_Task statement_
Using the records below, give again exactly the lines from the line that contains "Some(host) if !host.is_empty()" through the line that contains "URL tidak valid", both ends included, and only those.

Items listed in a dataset
====

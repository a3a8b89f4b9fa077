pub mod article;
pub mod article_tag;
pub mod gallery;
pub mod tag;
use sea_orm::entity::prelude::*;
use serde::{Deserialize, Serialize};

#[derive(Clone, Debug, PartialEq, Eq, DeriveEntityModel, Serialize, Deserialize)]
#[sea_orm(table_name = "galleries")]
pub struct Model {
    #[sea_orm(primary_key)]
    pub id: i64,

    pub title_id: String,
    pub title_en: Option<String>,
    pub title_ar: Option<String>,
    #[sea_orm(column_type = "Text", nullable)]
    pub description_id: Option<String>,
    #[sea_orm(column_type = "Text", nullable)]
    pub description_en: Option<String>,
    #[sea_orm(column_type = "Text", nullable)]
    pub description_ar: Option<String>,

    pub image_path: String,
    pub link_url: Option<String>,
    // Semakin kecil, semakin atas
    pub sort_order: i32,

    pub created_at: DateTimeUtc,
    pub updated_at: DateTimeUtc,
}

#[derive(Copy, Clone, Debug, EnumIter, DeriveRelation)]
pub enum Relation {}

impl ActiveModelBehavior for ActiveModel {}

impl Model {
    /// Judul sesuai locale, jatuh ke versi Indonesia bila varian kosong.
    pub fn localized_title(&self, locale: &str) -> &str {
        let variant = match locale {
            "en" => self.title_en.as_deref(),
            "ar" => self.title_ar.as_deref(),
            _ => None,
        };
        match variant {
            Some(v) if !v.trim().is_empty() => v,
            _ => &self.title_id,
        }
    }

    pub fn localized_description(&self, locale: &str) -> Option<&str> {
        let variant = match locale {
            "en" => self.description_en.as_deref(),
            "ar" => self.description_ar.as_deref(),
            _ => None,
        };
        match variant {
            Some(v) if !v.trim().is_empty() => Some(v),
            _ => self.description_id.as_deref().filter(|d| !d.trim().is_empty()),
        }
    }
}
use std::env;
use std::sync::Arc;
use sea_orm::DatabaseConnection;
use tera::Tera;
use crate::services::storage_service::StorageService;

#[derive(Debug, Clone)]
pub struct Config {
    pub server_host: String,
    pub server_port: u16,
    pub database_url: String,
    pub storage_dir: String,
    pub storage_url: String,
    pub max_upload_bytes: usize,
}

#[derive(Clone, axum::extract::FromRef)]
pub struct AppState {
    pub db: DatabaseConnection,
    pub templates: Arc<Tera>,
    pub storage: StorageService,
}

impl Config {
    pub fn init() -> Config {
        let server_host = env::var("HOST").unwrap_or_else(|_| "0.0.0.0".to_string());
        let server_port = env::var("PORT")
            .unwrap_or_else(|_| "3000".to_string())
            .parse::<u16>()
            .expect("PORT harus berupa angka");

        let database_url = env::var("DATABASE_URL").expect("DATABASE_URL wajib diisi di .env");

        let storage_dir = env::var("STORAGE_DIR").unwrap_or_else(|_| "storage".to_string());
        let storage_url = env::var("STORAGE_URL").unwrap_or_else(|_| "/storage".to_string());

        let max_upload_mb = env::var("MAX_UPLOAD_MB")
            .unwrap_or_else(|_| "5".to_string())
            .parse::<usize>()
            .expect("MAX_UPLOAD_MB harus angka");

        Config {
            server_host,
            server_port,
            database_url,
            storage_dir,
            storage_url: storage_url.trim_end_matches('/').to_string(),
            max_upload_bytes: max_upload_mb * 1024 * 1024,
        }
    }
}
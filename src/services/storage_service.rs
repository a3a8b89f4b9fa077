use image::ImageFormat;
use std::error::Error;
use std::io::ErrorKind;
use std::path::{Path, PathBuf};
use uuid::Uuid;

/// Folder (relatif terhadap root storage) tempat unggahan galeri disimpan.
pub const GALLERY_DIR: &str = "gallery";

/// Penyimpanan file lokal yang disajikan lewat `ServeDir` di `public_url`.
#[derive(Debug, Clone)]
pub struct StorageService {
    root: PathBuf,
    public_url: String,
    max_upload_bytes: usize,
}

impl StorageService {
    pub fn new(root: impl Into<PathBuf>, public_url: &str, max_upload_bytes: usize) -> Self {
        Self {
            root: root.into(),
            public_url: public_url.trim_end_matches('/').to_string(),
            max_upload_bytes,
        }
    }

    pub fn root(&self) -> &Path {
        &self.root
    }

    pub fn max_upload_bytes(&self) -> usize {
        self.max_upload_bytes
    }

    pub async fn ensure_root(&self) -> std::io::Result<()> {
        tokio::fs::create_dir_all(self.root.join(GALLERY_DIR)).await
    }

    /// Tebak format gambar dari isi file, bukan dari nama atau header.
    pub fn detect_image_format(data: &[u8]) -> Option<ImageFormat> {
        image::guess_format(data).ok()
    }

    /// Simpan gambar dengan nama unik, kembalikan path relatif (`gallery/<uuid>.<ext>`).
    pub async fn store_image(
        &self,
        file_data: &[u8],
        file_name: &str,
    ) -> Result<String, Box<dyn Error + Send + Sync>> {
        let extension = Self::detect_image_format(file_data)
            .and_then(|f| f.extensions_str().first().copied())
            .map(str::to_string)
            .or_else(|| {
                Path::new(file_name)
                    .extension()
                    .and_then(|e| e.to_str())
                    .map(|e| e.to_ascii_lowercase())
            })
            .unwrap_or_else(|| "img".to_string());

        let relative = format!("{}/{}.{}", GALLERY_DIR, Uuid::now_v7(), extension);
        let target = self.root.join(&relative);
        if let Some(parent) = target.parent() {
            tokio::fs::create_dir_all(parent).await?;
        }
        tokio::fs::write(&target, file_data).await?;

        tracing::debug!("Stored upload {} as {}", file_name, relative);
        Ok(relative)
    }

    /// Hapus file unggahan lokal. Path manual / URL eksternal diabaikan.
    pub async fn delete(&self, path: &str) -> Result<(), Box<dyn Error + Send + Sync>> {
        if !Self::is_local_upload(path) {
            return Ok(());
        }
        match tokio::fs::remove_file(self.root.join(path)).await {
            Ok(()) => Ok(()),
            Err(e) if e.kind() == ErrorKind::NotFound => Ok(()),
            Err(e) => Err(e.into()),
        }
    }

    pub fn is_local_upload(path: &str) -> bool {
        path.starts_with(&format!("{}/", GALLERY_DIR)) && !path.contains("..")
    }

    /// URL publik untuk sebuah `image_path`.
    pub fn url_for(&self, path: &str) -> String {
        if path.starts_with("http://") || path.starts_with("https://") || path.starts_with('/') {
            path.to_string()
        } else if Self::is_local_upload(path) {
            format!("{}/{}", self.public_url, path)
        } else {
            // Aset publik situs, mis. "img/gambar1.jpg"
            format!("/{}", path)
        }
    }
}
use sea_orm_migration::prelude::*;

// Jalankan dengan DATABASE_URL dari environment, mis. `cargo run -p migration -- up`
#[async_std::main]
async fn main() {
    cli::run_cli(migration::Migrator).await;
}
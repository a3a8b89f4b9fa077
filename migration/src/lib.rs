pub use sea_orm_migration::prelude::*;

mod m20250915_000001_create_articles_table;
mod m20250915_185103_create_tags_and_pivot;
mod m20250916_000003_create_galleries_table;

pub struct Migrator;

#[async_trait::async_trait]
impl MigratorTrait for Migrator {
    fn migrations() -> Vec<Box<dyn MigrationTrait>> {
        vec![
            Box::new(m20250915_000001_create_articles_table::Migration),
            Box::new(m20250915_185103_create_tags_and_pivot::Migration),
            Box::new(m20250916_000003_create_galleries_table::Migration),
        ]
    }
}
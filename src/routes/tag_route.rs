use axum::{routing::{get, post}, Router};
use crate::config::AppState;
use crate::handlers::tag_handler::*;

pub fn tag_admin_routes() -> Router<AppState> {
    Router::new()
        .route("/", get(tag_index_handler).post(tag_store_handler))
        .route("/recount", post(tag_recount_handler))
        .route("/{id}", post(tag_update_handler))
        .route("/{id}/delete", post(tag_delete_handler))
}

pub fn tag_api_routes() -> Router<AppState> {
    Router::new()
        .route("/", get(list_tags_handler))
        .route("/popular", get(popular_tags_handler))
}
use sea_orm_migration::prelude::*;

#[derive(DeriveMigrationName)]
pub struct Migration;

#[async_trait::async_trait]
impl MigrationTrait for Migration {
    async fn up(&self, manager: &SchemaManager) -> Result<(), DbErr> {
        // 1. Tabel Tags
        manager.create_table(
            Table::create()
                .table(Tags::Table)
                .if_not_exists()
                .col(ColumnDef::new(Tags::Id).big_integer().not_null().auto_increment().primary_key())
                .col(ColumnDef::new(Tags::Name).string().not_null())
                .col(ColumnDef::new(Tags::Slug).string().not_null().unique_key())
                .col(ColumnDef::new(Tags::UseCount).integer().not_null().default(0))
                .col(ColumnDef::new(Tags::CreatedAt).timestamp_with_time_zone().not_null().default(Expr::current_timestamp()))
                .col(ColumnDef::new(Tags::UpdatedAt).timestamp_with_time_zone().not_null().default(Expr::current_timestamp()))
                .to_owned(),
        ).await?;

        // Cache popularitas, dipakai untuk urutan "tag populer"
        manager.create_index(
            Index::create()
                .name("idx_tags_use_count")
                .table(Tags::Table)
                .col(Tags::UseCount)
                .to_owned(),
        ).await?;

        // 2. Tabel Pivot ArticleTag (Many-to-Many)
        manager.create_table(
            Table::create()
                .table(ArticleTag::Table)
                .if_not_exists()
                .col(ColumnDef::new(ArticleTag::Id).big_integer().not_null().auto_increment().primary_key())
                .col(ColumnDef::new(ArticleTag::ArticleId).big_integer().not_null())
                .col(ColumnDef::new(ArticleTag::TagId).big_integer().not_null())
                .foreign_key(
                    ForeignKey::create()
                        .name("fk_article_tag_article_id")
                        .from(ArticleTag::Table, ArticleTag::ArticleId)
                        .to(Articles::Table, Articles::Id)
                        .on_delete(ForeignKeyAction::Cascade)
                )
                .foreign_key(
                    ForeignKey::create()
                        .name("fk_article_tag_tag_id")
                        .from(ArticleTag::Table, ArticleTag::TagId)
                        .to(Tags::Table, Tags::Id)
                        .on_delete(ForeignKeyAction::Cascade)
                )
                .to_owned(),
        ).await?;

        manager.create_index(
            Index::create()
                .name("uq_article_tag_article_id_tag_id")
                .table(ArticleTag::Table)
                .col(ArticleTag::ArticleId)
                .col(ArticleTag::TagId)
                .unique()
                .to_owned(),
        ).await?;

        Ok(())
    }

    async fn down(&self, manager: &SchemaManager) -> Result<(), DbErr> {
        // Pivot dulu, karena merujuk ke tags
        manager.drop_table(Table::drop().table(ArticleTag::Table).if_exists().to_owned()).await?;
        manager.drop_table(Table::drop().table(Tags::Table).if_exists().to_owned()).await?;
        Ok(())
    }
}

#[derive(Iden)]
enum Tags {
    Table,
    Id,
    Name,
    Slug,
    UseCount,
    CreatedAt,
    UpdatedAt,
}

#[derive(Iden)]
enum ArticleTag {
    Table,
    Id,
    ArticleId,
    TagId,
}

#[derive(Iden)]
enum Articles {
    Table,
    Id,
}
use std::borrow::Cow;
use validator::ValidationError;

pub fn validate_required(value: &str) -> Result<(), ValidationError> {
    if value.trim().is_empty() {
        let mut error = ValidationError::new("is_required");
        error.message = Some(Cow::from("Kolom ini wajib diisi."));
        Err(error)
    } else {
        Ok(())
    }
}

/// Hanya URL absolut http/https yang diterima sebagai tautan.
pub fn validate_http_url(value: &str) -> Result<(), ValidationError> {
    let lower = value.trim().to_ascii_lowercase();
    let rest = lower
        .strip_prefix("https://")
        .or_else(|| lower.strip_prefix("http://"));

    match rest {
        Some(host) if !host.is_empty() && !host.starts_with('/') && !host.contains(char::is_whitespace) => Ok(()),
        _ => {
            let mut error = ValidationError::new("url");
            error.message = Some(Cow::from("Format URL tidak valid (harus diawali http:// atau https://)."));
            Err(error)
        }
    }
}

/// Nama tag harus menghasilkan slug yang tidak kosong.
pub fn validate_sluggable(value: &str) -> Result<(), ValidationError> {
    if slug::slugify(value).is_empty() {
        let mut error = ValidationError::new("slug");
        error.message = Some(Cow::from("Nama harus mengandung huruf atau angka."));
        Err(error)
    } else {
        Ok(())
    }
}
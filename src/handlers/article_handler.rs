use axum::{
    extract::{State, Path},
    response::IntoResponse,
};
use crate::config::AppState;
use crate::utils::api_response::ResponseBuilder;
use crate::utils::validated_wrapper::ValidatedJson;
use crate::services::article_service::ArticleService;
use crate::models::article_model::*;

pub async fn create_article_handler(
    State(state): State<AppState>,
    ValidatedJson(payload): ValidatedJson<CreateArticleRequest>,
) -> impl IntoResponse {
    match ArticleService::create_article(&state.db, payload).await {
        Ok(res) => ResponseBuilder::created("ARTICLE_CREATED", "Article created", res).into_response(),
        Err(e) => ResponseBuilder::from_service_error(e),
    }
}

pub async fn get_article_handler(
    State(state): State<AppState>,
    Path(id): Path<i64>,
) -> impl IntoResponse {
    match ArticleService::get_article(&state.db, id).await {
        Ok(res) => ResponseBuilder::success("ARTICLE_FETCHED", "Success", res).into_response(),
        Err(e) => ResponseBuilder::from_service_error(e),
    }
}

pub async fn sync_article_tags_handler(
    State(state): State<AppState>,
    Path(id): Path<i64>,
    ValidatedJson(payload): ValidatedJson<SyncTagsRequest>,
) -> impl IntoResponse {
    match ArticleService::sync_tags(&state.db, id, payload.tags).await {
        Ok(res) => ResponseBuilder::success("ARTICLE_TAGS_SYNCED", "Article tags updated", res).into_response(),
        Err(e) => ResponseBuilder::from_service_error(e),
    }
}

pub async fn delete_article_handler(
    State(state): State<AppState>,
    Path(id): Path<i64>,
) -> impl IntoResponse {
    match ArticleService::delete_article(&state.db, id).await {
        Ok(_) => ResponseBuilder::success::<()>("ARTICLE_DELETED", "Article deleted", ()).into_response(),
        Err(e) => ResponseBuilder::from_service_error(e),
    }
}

====

_Expected answer_
        Some(host) if !host.is_empty() && !host.starts_with('/') && !host.contains(char::is_whitespace) => Ok(()),
        _ => {
            let mut error = ValidationError::new("url");
            error.message = Some(Cow::from("Format URL tidak valid (harus diawali http:// atau https://)."));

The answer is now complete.